The CEO of VicHealth, Todd Harper, argues that one area where the community would support immediate action is labelling that clearly spells out the health issues. He writes:
“It’s the fourth biggest global cause of death and injury. Use of this product is associated with an increased risk of several cancers. It causes $3.5 billion in lost productivity in Australia each year and is involved in more than 60 per cent of crimes investigated by police. A large proportion of the harmful use of this product is borne by others – not just those that use it.
What do you think would be an appropriate warning to consumers about such a product?
This product is alcohol, and it is not required to carry health information aside from the quantity within its container. There is nothing about the product’s potential to cause injury, brain damage, cancer or impact on pregnancy.

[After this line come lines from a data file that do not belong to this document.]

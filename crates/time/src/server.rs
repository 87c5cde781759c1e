//! Time Server: answers Get messages, publishes status and listens to
//! Time Status from the network according to its role.

use tracing::{debug, trace, warn};

use crate::codec::{Message, Opcode, TimeParams};
use crate::config::ServerSettings;
use crate::error::{Result, TimeModelError};
use crate::policy::{decide_inbound_status, StatusDecision};
use crate::state::TimeState;
use crate::transport::{
    deliver, queue, AccessMessage, Address, InboundMessage, MeshTransport, Outbound, Outbox,
    RxMeta,
};

pub const TIME_SERVER_MODEL_ID: u16 = 0x1200;

/// Opcodes the Time Server subscribes to.
pub const TIME_SERVER_OPCODES: [Opcode; 4] = [
    Opcode::TimeGet,
    Opcode::TimeStatus,
    Opcode::ZoneGet,
    Opcode::TaiUtcDeltaGet,
];

/// Per-instance notifications from a [`TimeServer`]. All methods default to no-ops.
pub trait TimeServerEvents: Send {
    /// A Time Get arrived, or (`meta == None`) a periodic publish is about to go out.
    fn on_time_get(&mut self, _meta: Option<&RxMeta>) {}

    /// A Time Status from the network was adopted.
    fn on_time_status(&mut self, _meta: &RxMeta, _status: &TimeParams) {}

    fn on_zone_get(&mut self, _meta: &RxMeta) {}

    fn on_tai_utc_delta_get(&mut self, _meta: &RxMeta) {}
}

/// Event sink that ignores everything.
#[derive(Debug, Clone, Copy, Default)]
pub struct NoopEvents;

impl TimeServerEvents for NoopEvents {}

pub struct TimeServer {
    state: TimeState,
    settings: ServerSettings,
    events: Box<dyn TimeServerEvents>,
}

impl std::fmt::Debug for TimeServer {
    fn fmt(&self, f: &mut std::fmt::Formatter<'_>) -> std::fmt::Result {
        f.debug_struct("TimeServer")
            .field("state", &self.state)
            .field("settings", &self.settings)
            .finish_non_exhaustive()
    }
}

impl TimeServer {
    pub fn new(settings: ServerSettings) -> Self {
        Self::with_events(settings, Box::new(NoopEvents))
    }

    pub fn with_events(settings: ServerSettings, events: Box<dyn TimeServerEvents>) -> Self {
        Self {
            state: TimeState::new(),
            settings,
            events,
        }
    }

    /// Subscribe this model's opcodes with the access layer.
    pub fn register<T>(&self, transport: &mut T) -> Result<()>
    where
        T: MeshTransport + ?Sized,
    {
        transport.register_handlers(TIME_SERVER_MODEL_ID, &TIME_SERVER_OPCODES)?;
        Ok(())
    }

    pub fn state(&self) -> &TimeState {
        &self.state
    }

    pub(crate) fn state_mut(&mut self) -> &mut TimeState {
        &mut self.state
    }

    pub fn settings(&self) -> &ServerSettings {
        &self.settings
    }

    /// Handle one inbound message and deliver whatever it produces.
    pub fn dispatch<T>(&mut self, transport: &mut T, inbound: &InboundMessage<'_>) -> Result<()>
    where
        T: MeshTransport + ?Sized,
    {
        let outbox = self.handle(inbound, transport.local_unicast_address())?;
        deliver(transport, &outbox)
    }

    /// Handle one inbound message. `local` is this node's unicast address.
    pub fn handle(&mut self, inbound: &InboundMessage<'_>, local: Address) -> Result<Outbox> {
        let message = inbound.decode().inspect_err(|err| {
            warn!(src = %inbound.meta.src, opcode = ?inbound.opcode, %err, "dropping malformed time message");
        })?;

        match message {
            Message::TimeGet => self.handle_get(&inbound.meta),
            Message::TimeStatus(status) => self.handle_inbound_status(&status, &inbound.meta, local),
            Message::ZoneGet => self.handle_zone_get(&inbound.meta),
            Message::TaiUtcDeltaGet => self.handle_tai_utc_delta_get(&inbound.meta),
            other => Err(TimeModelError::UnsupportedOpcode(other.opcode())),
        }
    }

    /// Reply with the current Time Status. Never changes state.
    pub fn handle_get(&mut self, meta: &RxMeta) -> Result<Outbox> {
        self.events.on_time_get(Some(meta));
        self.reply(meta, Message::TimeStatus(self.state.time_status()))
    }

    pub fn handle_zone_get(&mut self, meta: &RxMeta) -> Result<Outbox> {
        self.events.on_zone_get(meta);
        self.reply(meta, Message::ZoneStatus(self.state.zone_status()))
    }

    pub fn handle_tai_utc_delta_get(&mut self, meta: &RxMeta) -> Result<Outbox> {
        self.events.on_tai_utc_delta_get(meta);
        self.reply(
            meta,
            Message::TaiUtcDeltaStatus(self.state.tai_utc_delta_status()),
        )
    }

    /// Apply the role policy to a Time Status heard from `meta.src`.
    pub fn handle_inbound_status(
        &mut self,
        status: &TimeParams,
        meta: &RxMeta,
        local: Address,
    ) -> Result<Outbox> {
        let decision = decide_inbound_status(self.state.role(), status, meta.src == local);
        let mut outbox = Outbox::new();

        if let StatusDecision::Ignore(reason) = decision {
            trace!(src = %meta.src, ?reason, role = ?self.state.role(), "ignoring time status");
            return Ok(outbox);
        }

        self.state.adopt_status(status);
        self.events.on_time_status(meta, status);
        debug!(
            src = %meta.src,
            tai_seconds = status.tai_seconds,
            authority = status.time_authority,
            "adopted network time"
        );

        if decision == StatusDecision::AcceptAndRelay {
            self.state.clear_authority();
            if !self.state.is_synchronized() {
                debug!(src = %meta.src, "adopted unknown time; not relaying");
                return Ok(outbox);
            }
            queue(
                &mut outbox,
                Outbound::Publish(
                    self.publish_message(Message::TimeStatus(self.state.time_status())),
                ),
            )?;
            debug!(tai_seconds = status.tai_seconds, "relaying authoritative time");
        }
        Ok(outbox)
    }

    /// Publish the current Time Status. Forbidden for the Client role and
    /// refused with `InvalidState` while the time is unknown.
    pub fn publish_status(&self) -> Result<Outbox> {
        self.publish_gated(Message::TimeStatus(self.state.time_status()))
    }

    pub fn publish_zone_status(&self) -> Result<Outbox> {
        self.publish_gated(Message::ZoneStatus(self.state.zone_status()))
    }

    pub fn publish_tai_utc_delta_status(&self) -> Result<Outbox> {
        self.publish_gated(Message::TaiUtcDeltaStatus(
            self.state.tai_utc_delta_status(),
        ))
    }

    /// Periodic publication hook, called by the host when the publish period elapses.
    pub fn on_publish_period(&mut self) -> Result<Outbox> {
        self.events.on_time_get(None);
        self.publish_status()
    }

    /// Local Time Set. Publishes Time Status afterwards if configured to.
    pub fn set_time(&mut self, params: &TimeParams) -> Result<Outbox> {
        self.state.set_time(params)?;
        let mut outbox = Outbox::new();
        self.publish_on_change(Message::TimeStatus(self.state.time_status()), &mut outbox)?;
        Ok(outbox)
    }

    pub fn set_zone_transition(&mut self, offset_new: i16, change_at: u64) -> Result<Outbox> {
        self.state.set_zone_transition(offset_new, change_at)?;
        let mut outbox = Outbox::new();
        self.publish_on_change(Message::ZoneStatus(self.state.zone_status()), &mut outbox)?;
        Ok(outbox)
    }

    pub fn set_delta_transition(&mut self, delta_new: i32, change_at: u64) -> Result<Outbox> {
        self.state.set_delta_transition(delta_new, change_at)?;
        let mut outbox = Outbox::new();
        self.publish_on_change(
            Message::TaiUtcDeltaStatus(self.state.tai_utc_delta_status()),
            &mut outbox,
        )?;
        Ok(outbox)
    }

    pub fn update_time(&mut self, tai_seconds: u64, subsecond: u8) -> Result<()> {
        self.state.update_time(tai_seconds, subsecond)
    }

    pub fn update_uncertainty(&mut self, uncertainty: u8) {
        self.state.update_uncertainty(uncertainty);
    }

    /// Host clock tick.
    pub fn advance(&mut self, delta_seconds: u64, delta_subsecond: u8) -> Result<()> {
        self.state.advance(delta_seconds, delta_subsecond)
    }

    /// Queue a state-change publish when the settings ask for one. The
    /// state change itself already succeeded, so a Client role or an
    /// unknown time skips the publish instead of failing.
    pub(crate) fn publish_on_change(&self, message: Message, outbox: &mut Outbox) -> Result<()> {
        if !self.settings.publish_on_state_change {
            return Ok(());
        }
        if !self.state.role().may_publish() && message.opcode() != Opcode::RoleStatus {
            debug!(opcode = ?message.opcode(), "client role: skipping state change publish");
            return Ok(());
        }
        if message.opcode() == Opcode::TimeStatus && !self.state.is_synchronized() {
            debug!("time unknown: skipping time status publish");
            return Ok(());
        }
        queue(outbox, Outbound::Publish(self.publish_message(message)))
    }

    /// Outgoing message carrying this model's send options. Time Status
    /// publishes also carry the configured status TTL.
    pub(crate) fn publish_message(&self, message: Message) -> AccessMessage {
        let outgoing = self.outgoing(message);
        if message.opcode() == Opcode::TimeStatus {
            outgoing.with_ttl(self.settings.status_ttl)
        } else {
            outgoing
        }
    }

    pub(crate) fn reply(&self, meta: &RxMeta, message: Message) -> Result<Outbox> {
        let mut outbox = Outbox::new();
        queue(
            &mut outbox,
            Outbound::Reply {
                to: *meta,
                message: self.outgoing(message),
            },
        )?;
        Ok(outbox)
    }

    fn outgoing(&self, message: Message) -> AccessMessage {
        AccessMessage::from(message)
            .with_options(self.settings.force_segmented, self.settings.transmic_size)
    }

    fn publish_gated(&self, message: Message) -> Result<Outbox> {
        if !self.state.role().may_publish() {
            return Err(TimeModelError::Forbidden);
        }
        if message.opcode() == Opcode::TimeStatus && !self.state.is_synchronized() {
            return Err(TimeModelError::InvalidState);
        }
        let mut outbox = Outbox::new();
        queue(&mut outbox, Outbound::Publish(self.publish_message(message)))?;
        Ok(outbox)
    }
}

Unlike food, it carries no information about kilojoule content.
We provide consumers with information on the harms associated with fumes from spray cans; that some foods contain traces of nuts; that excessive consumption of some mints has a laxative effect, and that some products cause drowsiness.
Alcohol however has no such health information.

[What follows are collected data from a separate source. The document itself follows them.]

//! Time Setup Server: the only model that accepts Set messages.
//!
//! It owns a [`TimeServer`] and forwards every non-Set opcode to it. A Set
//! is always answered with the matching status; when the Set was rejected
//! the status shows the unchanged state, so the requester can tell by
//! comparing what it asked for with what came back.

use tracing::{debug, info, warn};

use crate::codec::{
    CodecError, Message, Opcode, TaiUtcDeltaSetParams, TimeParams, ZoneSetParams,
};
use crate::config::ServerSettings;
use crate::error::{Result, TimeModelError};
use crate::policy::Role;
use crate::server::{NoopEvents, TimeServer};
use crate::state::TimeState;
use crate::transport::{
    deliver, queue, Address, InboundMessage, MeshTransport, Outbound, Outbox, RxMeta,
};

pub const TIME_SETUP_SERVER_MODEL_ID: u16 = 0x1201;

/// Opcodes the Time Setup Server subscribes to.
pub const TIME_SETUP_SERVER_OPCODES: [Opcode; 5] = [
    Opcode::TimeSet,
    Opcode::ZoneSet,
    Opcode::TaiUtcDeltaSet,
    Opcode::RoleGet,
    Opcode::RoleSet,
];

/// Notifications from a [`TimeSetupServer`]. Set callbacks fire only when
/// the new value was applied.
pub trait TimeSetupServerEvents: Send {
    fn on_time_set(&mut self, _meta: &RxMeta, _params: &TimeParams) {}

    fn on_zone_set(&mut self, _meta: &RxMeta, _params: &ZoneSetParams) {}

    fn on_tai_utc_delta_set(&mut self, _meta: &RxMeta, _params: &TaiUtcDeltaSetParams) {}

    fn on_role_get(&mut self, _meta: &RxMeta) {}

    fn on_role_set(&mut self, _meta: &RxMeta, _role: Role) {}
}

impl TimeSetupServerEvents for NoopEvents {}

pub struct TimeSetupServer {
    server: TimeServer,
    events: Box<dyn TimeSetupServerEvents>,
}

impl std::fmt::Debug for TimeSetupServer {
    fn fmt(&self, f: &mut std::fmt::Formatter<'_>) -> std::fmt::Result {
        f.debug_struct("TimeSetupServer")
            .field("server", &self.server)
            .finish_non_exhaustive()
    }
}

impl TimeSetupServer {
    pub fn new(settings: ServerSettings) -> Self {
        Self::with_events(TimeServer::new(settings), Box::new(NoopEvents))
    }

    pub fn with_events(server: TimeServer, events: Box<dyn TimeSetupServerEvents>) -> Self {
        Self { server, events }
    }

    /// Register both the contained Time Server and this model.
    pub fn register<T>(&self, transport: &mut T) -> Result<()>
    where
        T: MeshTransport + ?Sized,
    {
        self.server.register(transport)?;
        transport.register_handlers(TIME_SETUP_SERVER_MODEL_ID, &TIME_SETUP_SERVER_OPCODES)?;
        Ok(())
    }

    pub fn server(&self) -> &TimeServer {
        &self.server
    }

    pub fn server_mut(&mut self) -> &mut TimeServer {
        &mut self.server
    }

    pub fn state(&self) -> &TimeState {
        self.server.state()
    }

    pub fn dispatch<T>(&mut self, transport: &mut T, inbound: &InboundMessage<'_>) -> Result<()>
    where
        T: MeshTransport + ?Sized,
    {
        let outbox = self.handle(inbound, transport.local_unicast_address())?;
        deliver(transport, &outbox)
    }

    pub fn handle(&mut self, inbound: &InboundMessage<'_>, local: Address) -> Result<Outbox> {
        if !TIME_SETUP_SERVER_OPCODES.contains(&inbound.opcode) {
            return self.server.handle(inbound, local);
        }

        let message = match inbound.decode() {
            Ok(message) => message,
            Err(TimeModelError::Codec(CodecError::InvalidRole(raw))) => {
                warn!(src = %inbound.meta.src, raw, "rejecting prohibited time role");
                return self
                    .server
                    .reply(&inbound.meta, Message::RoleStatus(self.state().role()));
            }
            Err(err) if inbound.opcode.is_set() => {
                warn!(src = %inbound.meta.src, opcode = ?inbound.opcode, %err, "rejecting malformed set");
                return self
                    .server
                    .reply(&inbound.meta, self.current_status_for(inbound.opcode));
            }
            Err(err) => {
                warn!(src = %inbound.meta.src, opcode = ?inbound.opcode, %err, "dropping malformed time message");
                return Err(err);
            }
        };

        match message {
            Message::RoleGet => self.handle_role_get(&inbound.meta),
            set => self.handle_set(&inbound.meta, &set),
        }
    }

    /// Apply a Set-class message and answer with the resulting status.
    pub fn handle_set(&mut self, meta: &RxMeta, message: &Message) -> Result<Outbox> {
        let state = self.server.state_mut();
        let applied = match message {
            Message::TimeSet(params) => state.set_time(params).map(|()| {
                self.events.on_time_set(meta, params);
                Message::TimeStatus(state.time_status())
            }),
            Message::ZoneSet(params) => state
                .set_zone_transition(params.time_zone_offset_new, params.time_zone_change)
                .map(|()| {
                    self.events.on_zone_set(meta, params);
                    Message::ZoneStatus(state.zone_status())
                }),
            Message::TaiUtcDeltaSet(params) => state
                .set_delta_transition(params.tai_utc_delta_new, params.tai_utc_delta_change)
                .map(|()| {
                    self.events.on_tai_utc_delta_set(meta, params);
                    Message::TaiUtcDeltaStatus(state.tai_utc_delta_status())
                }),
            Message::RoleSet(role) => {
                state.set_role(*role);
                self.events.on_role_set(meta, *role);
                info!(src = %meta.src, role = ?role, "time role changed");
                Ok(Message::RoleStatus(*role))
            }
            other => return Err(TimeModelError::UnsupportedOpcode(other.opcode())),
        };

        match applied {
            Ok(status) => {
                let mut outbox = self.server.reply(meta, status)?;
                self.server.publish_on_change(status, &mut outbox)?;
                Ok(outbox)
            }
            Err(err) => {
                debug!(src = %meta.src, %err, "set rejected; replying with unchanged state");
                self.server
                    .reply(meta, self.current_status_for(message.opcode()))
            }
        }
    }

    pub fn handle_role_get(&mut self, meta: &RxMeta) -> Result<Outbox> {
        self.events.on_role_get(meta);
        self.server
            .reply(meta, Message::RoleStatus(self.state().role()))
    }

    /// Local role change. Publishes Role Status afterwards if configured to.
    pub fn set_role(&mut self, role: Role) -> Result<Outbox> {
        self.server.state_mut().set_role(role);
        let mut outbox = Outbox::new();
        self.server
            .publish_on_change(Message::RoleStatus(role), &mut outbox)?;
        Ok(outbox)
    }

    /// Publish the current role. Allowed for every role.
    pub fn publish_role_status(&self) -> Result<Outbox> {
        let mut outbox = Outbox::new();
        queue(
            &mut outbox,
            Outbound::Publish(
                self.server
                    .publish_message(Message::RoleStatus(self.state().role())),
            ),
        )?;
        Ok(outbox)
    }

    fn current_status_for(&self, opcode: Opcode) -> Message {
        let state = self.state();
        match opcode {
            Opcode::ZoneSet => Message::ZoneStatus(state.zone_status()),
            Opcode::TaiUtcDeltaSet => Message::TaiUtcDeltaStatus(state.tai_utc_delta_status()),
            Opcode::RoleSet => Message::RoleStatus(state.role()),
            _ => Message::TimeStatus(state.time_status()),
        }
    }
}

Recent research by the Social Research Centre for VicHealth identified that consumers do want more information about alcohol – including the health effects, safer consumption and the nutritional information of alcohol.
The research found:
Label content % support
Recommended daily guidelines for low risk alcohol consumption 85%
Advice that exceeding daily guidelines may be harmful 89%
Targeted advice for specific groups 91%
Nutritional information (cal/kJ, alcohol, protein, fat, carbohydrates per
container and per 100ml) 76%
List of ingredients 86%
Number of standard drinks (displayed in a uniform way) 95%
Alcohol content (alcohol by volume) 97%
Labels can provide information that is commonplace with many other products. Consumers deserve to know more, and this latest research shows that they want to know more.

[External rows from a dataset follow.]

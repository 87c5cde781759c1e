//! Time model settings.
//!
//! Settings are plain serde structs so hosts can embed them in their own
//! configuration. A standalone TOML file is also supported:
//!
//! ```toml
//! [server]
//! publish_on_state_change = true
//! status_ttl = 0
//! force_segmented = false
//! transmic_size = "small"
//!
//! [client]
//! timeout_ms = 0   # 0 selects ACKNOWLEDGED_TRANSACTION_TIMEOUT
//! ```

use std::env;
use std::fs;
use std::path::Path;
use std::time::Duration;

use serde::{Deserialize, Serialize};
use thiserror::Error;

use crate::transport::TransMicSize;

/// Default lifetime of an acknowledged transaction.
pub const ACKNOWLEDGED_TRANSACTION_TIMEOUT: Duration = Duration::from_secs(30);

/// TTL of unsolicited Time Status publishes. Zero keeps time on a single
/// hop; relays carry it further.
pub const DEFAULT_TIME_STATUS_TTL: u8 = 0;

pub const ENV_PUBLISH_ON_CHANGE: &str = "MESH_TIME_PUBLISH_ON_CHANGE";
pub const ENV_CLIENT_TIMEOUT_MS: &str = "MESH_TIME_CLIENT_TIMEOUT_MS";

#[derive(Debug, Error)]
pub enum ConfigError {
    #[error("failed to read config file {path}: {source}")]
    Io {
        path: String,
        source: std::io::Error,
    },
    #[error("failed to parse config: {0}")]
    Parse(#[from] toml::de::Error),
    #[error("invalid value {value:?} for {key}")]
    InvalidValue { key: &'static str, value: String },
}

/// Settings for the Time Server and the Time Setup Server.
#[derive(Debug, Clone, Copy, PartialEq, Eq, Serialize, Deserialize)]
#[serde(default)]
pub struct ServerSettings {
    /// Publish the matching status after every successful state change.
    pub publish_on_state_change: bool,
    /// TTL used for unsolicited Time Status publishes, relays included.
    pub status_ttl: u8,
    pub force_segmented: bool,
    pub transmic_size: TransMicSize,
}

impl Default for ServerSettings {
    fn default() -> Self {
        Self {
            publish_on_state_change: true,
            status_ttl: DEFAULT_TIME_STATUS_TTL,
            force_segmented: false,
            transmic_size: TransMicSize::Small,
        }
    }
}

#[derive(Debug, Clone, Copy, Default, PartialEq, Eq, Serialize, Deserialize)]
#[serde(default)]
pub struct ClientSettings {
    /// Acknowledged transaction timeout in milliseconds; `0` selects the default.
    pub timeout_ms: u64,
    pub force_segmented: bool,
    pub transmic_size: TransMicSize,
}

impl ClientSettings {
    pub fn timeout(&self) -> Duration {
        if self.timeout_ms == 0 {
            ACKNOWLEDGED_TRANSACTION_TIMEOUT
        } else {
            Duration::from_millis(self.timeout_ms)
        }
    }
}

#[derive(Debug, Clone, Copy, Default, PartialEq, Eq, Serialize, Deserialize)]
#[serde(default)]
pub struct TimeModelConfig {
    pub server: ServerSettings,
    pub client: ClientSettings,
}

impl TimeModelConfig {
    pub fn from_toml_str(content: &str) -> Result<Self, ConfigError> {
        Ok(toml::from_str(content)?)
    }

    /// Load a TOML file and apply environment overrides on top.
    pub fn load(path: impl AsRef<Path>) -> Result<Self, ConfigError> {
        let path = path.as_ref();
        let content = fs::read_to_string(path).map_err(|source| ConfigError::Io {
            path: path.display().to_string(),
            source,
        })?;
        let mut config = Self::from_toml_str(&content)?;
        config.apply_env_overrides()?;
        Ok(config)
    }

    pub fn apply_env_overrides(&mut self) -> Result<(), ConfigError> {
        if let Ok(value) = env::var(ENV_PUBLISH_ON_CHANGE) {
            self.server.publish_on_state_change = parse_env(ENV_PUBLISH_ON_CHANGE, &value)?;
        }
        if let Ok(value) = env::var(ENV_CLIENT_TIMEOUT_MS) {
            self.client.timeout_ms = parse_env(ENV_CLIENT_TIMEOUT_MS, &value)?;
        }
        Ok(())
    }
}

fn parse_env<T: std::str::FromStr>(key: &'static str, value: &str) -> Result<T, ConfigError> {
    value.trim().parse().map_err(|_| ConfigError::InvalidValue {
        key,
        value: value.to_string(),
    })
}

More than 80 per cent of Australians drink and 1.4 million consume alcohol on a daily basis – that’s a significant number of people who are calling for more information so they can make more informed choices about alcohol consumption.
The alcohol industry spends more than $119 million a year reminding customers of the benefits of alcohol – its taste, how it is great for making friends, having fun, and a ‘must have’ when watching sport, or at events with family or friends. But none of this provides consumers with perhaps the most important piece of information – how alcohol affects your health.
Consumer information on alcohol labelling should be a component of a broad strategy to reduce alcohol harms in our community. Labelling does provide information to consumers at two vital points – at the point of purchase and at the point of consumption. In this way, labels can be a timely reminder to consumers of other health messages they may have heard at another point in time such as televised education campaigns.
Clearly we’re at the beginning of a journey. Much more discussion needs to be had with drinkers about the way the messages are communicated and different methods need to be used to target specific age groups and cultural diversities.
We’ve made a start and what this latest study suggests is that a number of broad principles should be considered when developing labels. These include:
• Simple, clear and direct language;
• Provide new information and evidence wherever possible;
• Provide factual information;
• Aim to educate and inform, rather than be authoritarian or prescriptive of behaviour.
It’s a useful conversation to start.”